StarBrilliant coder at poorlab.com
Mon Aug 27 23:14:43 CEST 2018


On Tue, Aug 28, 2018 at 12:46 AM Riccardo Paolo Bestetti
<riccardo.kyogre at live.it> wrote:
>
> I laughed in my head. :)
>
> For what my two cents are worth, L2 WireGuard would have its (limited) use cases, but nothing beats having a simple and effective mono-purpose protocol like we do now. Everything else can be solved with OpenVPN or appropriate SDN techniques running on top of WG.


Hello,

At first, I would like to kindly invite you to search for images with
keyword "three layer network design" (if you lucky to not have the
painful experience of building a datacenter network,) so you would
know what I am talking about.

L2 WireGuard, if exists, can be very important for a "Core Layer" of a
SD-WAN network to run. That is to say, any node may process an IP
packet with any source or destination address, performing routing
decision according to BGP or other routing protocols, and send the
packet to any other node.

Please keep in mind that, in this kind of network, any node must have
an AllowedIPs=0.0.0.0, ::/0 to work. The trust model of a Core Layer
network is that, spoofed IP address should already be checked at
Access Layer so no other check need to be done. And we also have AEAD
cipher so even if the attacker knows the IP address of our core
router, they can not break in.

In current version if WireGuard, in order to set up the Core Layer, we
either need to:
- Establish N*(N-1) WireGuard links across N nodes
- Run network virtualization technologies on top of Wireguard like:
VXLAN / NVGRE / Multicast GRE </del>(oops I forgot Wireguard does not
support multicast)</del>

OpenVPN does not count since it sends all packets to the center, not
considered as a mesh network.


Here comes the question: Do we really need a MAC layer for routing?

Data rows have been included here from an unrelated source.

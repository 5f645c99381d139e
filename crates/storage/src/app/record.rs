//! Application credential record.

use std::fmt;

use chrono::{DateTime, Utc};
use serde::{Deserialize, Serialize};
use zeroize::Zeroizing;

/// Whether an application may authenticate.
#[derive(Clone, Copy, Debug, Default, PartialEq, Eq, Hash, Serialize, Deserialize)]
#[serde(rename_all = "lowercase")]
pub enum AppStatus {
    /// The application may sign requests.
    #[default]
    Active,
    /// The application has been stopped by an administrator.
    Disabled,
}

impl AppStatus {
    /// Returns `true` if the application may authenticate.
    #[must_use]
    pub fn is_active(self) -> bool {
        matches!(self, Self::Active)
    }
}

impl fmt::Display for AppStatus {
    fn fmt(&self, f: &mut fmt::Formatter<'_>) -> fmt::Result {
        match self {
            Self::Active => f.write_str("active"),
            Self::Disabled => f.write_str("disabled"),
        }
    }
}

/// Credentials of one registered application (tenant).
///
/// Records are immutable once loaded: a changed row in the store replaces
/// the cached record wholesale on the next fetch.
///
/// # Secret Handling
///
/// `app_secret` never crosses the wire. It is only used to recompute request
/// signatures locally, is wrapped in [`Zeroizing`] so it is scrubbed when the
/// record is dropped, and is redacted from `Debug` output.
///
/// # Example
///
/// ```
/// use dfs_common_storage::app::{AppStatus, CredentialRecord};
///
/// let record = CredentialRecord::builder()
///     .app_key("app1")
///     .app_secret("s3cr3t".to_owned())
///     .build();
///
/// assert_eq!(record.status, AppStatus::Active);
/// assert!(!format!("{record:?}").contains("s3cr3t"));
/// ```
#[derive(Clone, PartialEq, Eq, Serialize, Deserialize, bon::Builder)]
#[serde(deny_unknown_fields)]
pub struct CredentialRecord {
    /// Unique application identifier, sent by clients in the `appKey` header.
    #[builder(into)]
    pub app_key: String,

    /// Pre-shared secret mixed into every request signature.
    #[builder(into)]
    pub app_secret: Zeroizing<String>,

    /// Administrative status.
    #[builder(default)]
    #[serde(default)]
    pub status: AppStatus,

    /// Human-readable application name. Opaque to authentication.
    #[builder(into)]
    #[serde(default)]
    pub name: Option<String>,

    /// When the application was registered. Opaque to authentication.
    #[builder(default = Utc::now())]
    pub created_at: DateTime<Utc>,
}

impl CredentialRecord {
    /// Returns `true` if the application may authenticate.
    #[must_use]
    pub fn is_active(&self) -> bool {
        self.status.is_active()
    }

    /// Returns the shared secret.
    #[must_use]
    pub fn secret(&self) -> &str {
        self.app_secret.as_str()
    }
}

impl fmt::Debug for CredentialRecord {
    fn fmt(&self, f: &mut fmt::Formatter<'_>) -> fmt::Result {
        f.debug_struct("CredentialRecord")
            .field("app_key", &self.app_key)
            .field("app_secret", &"<redacted>")
            .field("status", &self.status)
            .field("name", &self.name)
            .field("created_at", &self.created_at)
            .finish()
    }
}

Remember the past when we set up GRE tunnels over IPsec, running BGP
over it, we do not have MAC layer so we need to establish N*(N-1)
tunnels between nodes. We used OpenNHRP to discovery and build up the
tunnels automatically. This configuration is named DMVPN by Cisco and
is kind of baseline implementation in terms of SD-WAN.

Since we need OpenNHRP discovery, the discovery overhead is no less
than performing ARP / NDP. The MTU for this setup is 1406 with NAT
traversal (may vary). Additionally the numerous tunnels does not share
a common interface name so we need to generate firewall rules
automatically or use wildcard if supported.

>From the fact that Linux performs routing by sending packets with the
original L3 address, but modified L2 address, we need sort of L2
mechanism for a mesh to share a same interface name. I think the
easiest L2 we can have is a MAC layer. This only adds 14 bytes to MTU
overhead and we still have 1440 bytes, much larger than 1406.

Also switching from L3 to L2 does not actually make Wireguard
complicated. L2 is the same as L3, except for we changed IPv4 / IPv6
header to MAC header. And we still can perform security check with
AllowedMACs.


> <ot>
> And about that, I think that out-of-band comms support would be a very nice addition to the protocol. The tunnel could be initially established with no tunnel addresses, but it could provide the ability for setup scripts on each side to talk to each other to set up routing, addresses, firewalls, etc. This would allow more complex setups, but would avoid adding all the complexity/edge cases/etc. to WireGuard.
> </ot>

The DMVPN example above is a perfect example for out-of-band comms. I
think it is worse than having a MAC layer, seriously.


On Mon, Aug 27, 2018 at 11:54 PM Roman Mamedov <rm at romanrm.net> wrote:
> I know people run VXLAN or other L2 tunneling protocols over WG. I suppose
> you can call that "viable" as in "it can work", but it's a horrible workaround
> for the lack of better solution, nothing more. For instance the overhead
> reaches comical levels:

It reduces the inner MTU to 1390. I provide this value for convenience.